▶ ACTIVITY
All lines up to and including the one that contains "pub struct TranscriptView" are to be transcribed exactly, starting from the first line of the records.

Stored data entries
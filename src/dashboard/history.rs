//! Conversation history view for an owner's agent.

use super::Dashboard;
use crate::error::SettingsError;
use crate::types::{ChatRole, Conversation};
use chrono::{DateTime, Utc};
use serde::{Deserialize, Serialize};

/// Speaker label for visitor messages.
pub const VISITOR_LABEL: &str = "Visitor";

/// One rendered message.
#[derive(Debug, Clone, PartialEq, Eq, Serialize, Deserialize)]
pub struct HistoryLine {
    pub speaker: String,
    pub role: ChatRole,
    pub content: String,
}

/// One conversation, rendered in message order.
#[derive(Debug, Clone, Serialize, Deserialize)]
pub struct TranscriptView {
    pub id: String,
    pub visitor_id: Option<String>,
    pub created_at: DateTime<Utc>,
    pub updated_at: DateTime<Utc>,
    pub lines: Vec<HistoryLine>,
}

#[derive(Debug, Clone, Serialize, Deserialize)]
pub struct AgentHistory {
    pub agent_id: String,
    pub agent_name: String,
    /// Newest first.
    pub conversations: Vec<TranscriptView>,
}

impl TranscriptView {
    fn render(conversation: Conversation, agent_name: &str) -> Self {
        let lines = conversation
            .messages
            .into_iter()
            .map(|m| HistoryLine {
                speaker: match m.role {
                    ChatRole::Assistant => agent_name.to_string(),
                    ChatRole::User => VISITOR_LABEL.to_string(),
                },
                role: m.role,
                content: m.content,
            })
            .collect();
        Self {
            id: conversation.id,
            visitor_id: conversation.visitor_id,
            created_at: conversation.created_at,
            updated_at: conversation.updated_at,
            lines,
        }
    }
}

impl Dashboard {
    pub async fn history(&self, owner: &str, agent_id: &str) -> Result<AgentHistory, SettingsError> {
        let agent = self.get_agent(owner, agent_id).await?;
        let conversations = self.store.conversations_for_agent(&agent.id).await?;

        Ok(AgentHistory {
            conversations: conversations
                .into_iter()
                .map(|c| TranscriptView::render(c, &agent.name))
                .collect(),
            agent_id: agent.id,
            agent_name: agent.name,
        })
    }
}
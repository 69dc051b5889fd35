//! HTTP API exposing the visitor chat flow and the owner dashboard.

pub mod response;
pub mod routes;
pub mod sessions;

pub use response::ApiResponse;
pub use routes::AppState;

use anyhow::{Context, Result};
use axum::http::{header, Method};
use axum::routing::{get, post};
use axum::Router;
use std::sync::Arc;
use std::time::Duration;
use tokio_util::sync::CancellationToken;
use tower_http::cors::{Any, CorsLayer};
use tracing::{debug, info};

/// How often idle chat sessions are swept.
const SWEEP_INTERVAL: Duration = Duration::from_secs(60);

/// Build the router over shared state.
pub fn router(state: Arc<AppState>) -> Router {
    let cors = CorsLayer::new()
        .allow_origin(Any)
        .allow_methods([Method::GET, Method::POST, Method::PUT, Method::OPTIONS])
        .allow_headers([
            header::ACCEPT,
            header::CONTENT_TYPE,
            header::HeaderName::from_static(routes::USER_ID_HEADER),
            header::HeaderName::from_static(routes::VISITOR_ID_HEADER),
        ]);

    Router::new()
        .route("/api/v1/health", get(routes::health))
        // visitor chat
        .route("/api/v1/chat/{slug}/sessions", post(routes::open_session))
        .route("/api/v1/sessions/{id}", get(routes::get_session))
        .route("/api/v1/sessions/{id}/messages", post(routes::submit_message))
        .route("/api/v1/sessions/{id}/pay", post(routes::pay))
        // owner dashboard
        .route(
            "/api/v1/agents",
            get(routes::list_agents).post(routes::create_agent),
        )
        .route(
            "/api/v1/agents/{id}",
            get(routes::get_agent).put(routes::update_agent),
        )
        .route("/api/v1/agents/{id}/history", get(routes::agent_history))
        .route("/api/v1/stats", get(routes::stats))
        .with_state(state)
        .layer(cors)
}

/// Serve until the token is cancelled.
pub async fn serve(addr: &str, state: Arc<AppState>, shutdown: CancellationToken) -> Result<()> {
    let listener = tokio::net::TcpListener::bind(addr)
        .await
        .with_context(|| format!("Failed to bind {addr}"))?;
    info!("Oportuna API listening on http://{}", addr);

    let sweeper = tokio::spawn(sweep_sessions(state.clone(), shutdown.clone()));

    axum::serve(listener, router(state))
        .with_graceful_shutdown(async move { shutdown.cancelled().await })
        .await
        .context("HTTP server error")?;

    sweeper.abort();
    info!("HTTP server stopped");
    Ok(())
}

/// Drop idle chat sessions until shutdown.
async fn sweep_sessions(state: Arc<AppState>, shutdown: CancellationToken) {
    let mut interval = tokio::time::interval(SWEEP_INTERVAL);
    loop {
        tokio::select! {
            _ = shutdown.cancelled() => break,
            _ = interval.tick() => {
                let dropped = state.sessions.lock().await.sweep();
                if dropped > 0 {
                    debug!("Dropped {} idle chat sessions", dropped);
                }
            }
        }
    }
}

▶ EXPECTED ANSWER
filename src/dashboard/history.rs
//! Conversation history view for an owner's agent.

use super::Dashboard;
use crate::error::SettingsError;
use crate::types::{ChatRole, Conversation};
use chrono::{DateTime, Utc};
use serde::{Deserialize, Serialize};

/// Speaker label for visitor messages.
pub const VISITOR_LABEL: &str = "Visitor";

/// One rendered message.
#[derive(Debug, Clone, PartialEq, Eq, Serialize, Deserialize)]
pub struct HistoryLine {
    pub speaker: String,
    pub role: ChatRole,
    pub content: String,
}

/// One conversation, rendered in message order.
#[derive(Debug, Clone, Serialize, Deserialize)]
pub struct TranscriptView {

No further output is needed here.